On Jan. 14, UH President Lassner released a statement to the public supporting the administering of the COVID-19 vaccine to UH students and faculty, and hopes to be able to provide vaccines to students within the next few months following the Department of Health’s phasing plan.
“The university is deeply committed to Hawaiʻi’s vaccination effort, and we are doing everything we can to make the vaccines available as quickly as possible,” President Lassner said in his statement on University of Hawaiʻi News.
UH held its first large-scale vaccination clinic at Leeward Community College on Dec. 22, where thousands of first responders lined up to receive their first dose of the Pfizer-BioNTech shot. Eleven students from the School of Nursing and Dental Hygiene program and three faculty members were trained and drilled in the Point of Dispersing method for administering the vaccine to an estimated 2,400 first responders.

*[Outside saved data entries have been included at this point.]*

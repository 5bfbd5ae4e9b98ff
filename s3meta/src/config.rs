use super::constants::*;
use s3meta_core::Context;

/// Config carries all the configuration for S3 credentials.
#[derive(Clone, Debug, Default)]
pub struct Config {
    /// `access_key_id` will be loaded from
    ///
    /// - this field if it's `is_some`
    /// - env value: [`AWS_ACCESS_KEY_ID`]
    pub access_key_id: Option<String>,
    /// `secret_access_key` will be loaded from
    ///
    /// - this field if it's `is_some`
    /// - env value: [`AWS_SECRET_ACCESS_KEY`]
    pub secret_access_key: Option<String>,
}

impl Config {
    /// Load config from env.
    pub fn from_env(mut self, ctx: &Context) -> Self {
        if let Some(v) = ctx.env_var(AWS_ACCESS_KEY_ID) {
            self.access_key_id.get_or_insert(v);
        }
        if let Some(v) = ctx.env_var(AWS_SECRET_ACCESS_KEY) {
            self.secret_access_key.get_or_insert(v);
        }

        self
    }
}
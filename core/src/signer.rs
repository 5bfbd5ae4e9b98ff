use crate::{Context, ProvideCredential, Result, SignRequest, SigningCredential};
use std::sync::{Arc, Mutex};

/// Signer is the main struct used to sign the request.
///
/// It caches the last loaded credential and reloads it through the configured
/// [`ProvideCredential`] once it stops being valid.
#[derive(Clone, Debug)]
pub struct Signer<K: SigningCredential> {
    ctx: Context,
    provider: Arc<dyn ProvideCredential<Credential = K>>,
    signer: Arc<dyn SignRequest<Credential = K>>,
    credential: Arc<Mutex<Option<K>>>,
}

impl<K: SigningCredential> Signer<K> {
    /// Create a new signer.
    pub fn new(
        ctx: Context,
        provider: impl ProvideCredential<Credential = K>,
        signer: impl SignRequest<Credential = K>,
    ) -> Self {
        Self {
            ctx,

            provider: Arc::new(provider),
            signer: Arc::new(signer),
            credential: Arc::new(Mutex::new(None)),
        }
    }

    /// Sign the pending request in place.
    pub async fn sign(&self, req: &mut http::request::Parts) -> Result<()> {
        let cred = self
            .credential
            .lock()
            .expect("lock poisoned")
            .clone();
        let cred = if cred.is_valid() {
            cred
        } else {
            let cred = self.provider.provide_credential(&self.ctx).await?;
            *self.credential.lock().expect("lock poisoned") = cred.clone();
            cred
        };

        self.signer
            .sign_request(&self.ctx, req, cred.as_ref())
            .await
    }
}
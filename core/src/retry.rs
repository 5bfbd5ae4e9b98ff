//! Bounded retry for request dispatch.

use crate::{Context, Result};
use bytes::Bytes;
use std::time::Duration;
use tokio::time::Instant;

/// RetryPolicy bounds the dispatch of a single logical request.
///
/// A dispatch is attempted up to `max_attempts` times within a
/// `total_timeout` budget, with a fixed `delay` between attempts. Every
/// transport error is retried uniformly; a completed HTTP exchange is
/// returned on the spot no matter its status code, since an error status is
/// an application-level outcome for the caller to interpret.
///
/// The budget is checked only after a failed attempt, so a slow attempt may
/// overrun the total budget by up to one delay plus one attempt's duration.
#[derive(Debug, Clone, Copy, PartialEq, Eq)]
pub struct RetryPolicy {
    max_attempts: u32,
    total_timeout: Duration,
    delay: Duration,
}

impl Default for RetryPolicy {
    fn default() -> Self {
        Self {
            max_attempts: 5,
            total_timeout: Duration::from_secs(5),
            delay: Duration::from_millis(200),
        }
    }
}

impl RetryPolicy {
    /// Create a policy with explicit bounds.
    pub fn new(max_attempts: u32, total_timeout: Duration, delay: Duration) -> Self {
        Self {
            // An attempt budget of zero would never dispatch at all.
            max_attempts: max_attempts.max(1),
            total_timeout,
            delay,
        }
    }

    /// Set the maximum number of attempts, including the first.
    pub fn with_max_attempts(mut self, max_attempts: u32) -> Self {
        self.max_attempts = max_attempts.max(1);
        self
    }

    /// Set the total elapsed-time budget across all attempts.
    pub fn with_total_timeout(mut self, total_timeout: Duration) -> Self {
        self.total_timeout = total_timeout;
        self
    }

    /// Set the fixed delay between attempts.
    pub fn with_delay(mut self, delay: Duration) -> Self {
        self.delay = delay;
        self
    }

    /// Dispatch the request, retrying transport failures until it succeeds
    /// or the attempt budget is exhausted.
    ///
    /// Each attempt sends a freshly rebuilt request sharing the same `Bytes`
    /// body, so a retried request never goes out with a consumed body. On
    /// exhaustion the last observed error is returned.
    pub async fn dispatch(
        &self,
        ctx: &Context,
        req: http::Request<Bytes>,
    ) -> Result<http::Response<Bytes>> {
        let (parts, body) = req.into_parts();
        let deadline = Instant::now() + self.total_timeout;
        let mut attempt = 1u32;

        loop {
            match ctx.http_send(rebuild_request(&parts, body.clone())).await {
                Ok(resp) => return Ok(resp),
                Err(err) => {
                    if attempt >= self.max_attempts || Instant::now() > deadline {
                        return Err(err);
                    }

                    log::debug!(
                        "attempt {attempt}/{} failed, retrying in {:?}: {err}",
                        self.max_attempts,
                        self.delay
                    );
                    tokio::time::sleep(self.delay).await;
                    attempt += 1;
                }
            }
        }
    }
}

fn rebuild_request(parts: &http::request::Parts, body: Bytes) -> http::Request<Bytes> {
    let mut req = http::Request::new(body);
    *req.method_mut() = parts.method.clone();
    *req.uri_mut() = parts.uri.clone();
    *req.version_mut() = parts.version;
    *req.headers_mut() = parts.headers.clone();
    req
}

UH Maui College also hosted a drive-through vaccination clinic the following day, administered by UH Maui College nursing students and faculty volunteering at the event. The UH system will continue to hold weekly vaccine clinics throughout the state to people who qualify for Phase 1a until there are more doses available.
If UH students and faculty want to get the vaccine, they must first fill out the online COVID-19 questionnaire.
More than 7,000 members of the UH community have already filled out the questionnaire according to Lee Buenconsejo-Lum, Associate Dean at the John A. Burns School of Medicine, in an online forum on Jan. 20 titled, “Vax Facts UH: Science, Safety & Society.”
“We are working with the Department of Health to not only get these numbers, but to figure out what makes the most sense in terms of delivering the vaccine to our UH population,” Buenconsejo-Lum said regarding the purpose of the questionnaire.
When can you get it?
The Pfizer vaccine first arrived in Hawaiʻi on Dec. 14 in large insulated boxes containing an estimated 975 doses. The Moderna vaccine arrived in Hawaiʻi on Dec. 21, containing 12,000 doses. Both vaccines require two doses per patient, the Pfizer 21 days apart from the first and the Moderna 28 days apart. The shot is administered in the upper muscle of the arm.
“We are currently still in Phase 1a,” Buenconsejo-Lum said.
The DOH’s phases for vaccination administration are broken down into 2 phases.
*Information from DOH Base Plan.
**Percentages are estimates according to https://www.cdc.gov/mmwr/volumes/69/wr/mm695152e2.htm
Buenconsejo-Lum also explained that Hawaiʻi started the 1b group a week ago, and while the amount of vaccines that came in this week may sound plentiful, only 18,000 of approximately 32,000 doses are for new 1b patients’ first doses. The remainder are for the second doses of the 1a group.
“You don’t want to waste vaccine… So the steps are not necessarily sequential. So you can go 1a, then if it looks like there are more spots [doses] available, you can ask some 1B people to come,” Buenconsejo-Lum said. \
As of Jan. 21, the DOH has reportedly administered 94,003 vaccines.
UH hopeful for a return to campus
Lassner acknowledged some of the community’s concerns about getting the vaccine in his message, but urged them to consider the benefits of it for the betterment of the community.
“The decision is yours,” Lassner said. “And if you have concerns, we urge you to seek out more information so you can weigh those risks for yourself.”
Similar to other vaccinations like the flu, the vaccine is currently not required for students to return to campus, but that may change.
“Right now vaccinations are under an emergency proclamation, which is under federal guidance. If the FDA officially recognizes vaccinations then at that point, being a public university, it may be required, but then again, it's not required at this point in time,” UH Spokesperson Dan Meisenzahl said.
“The university is doing everything we can to expedite the process so we can drive COVID-19 out of our community and enable a safe return to substantial in-person instruction for Fall 2021,” Lassner said.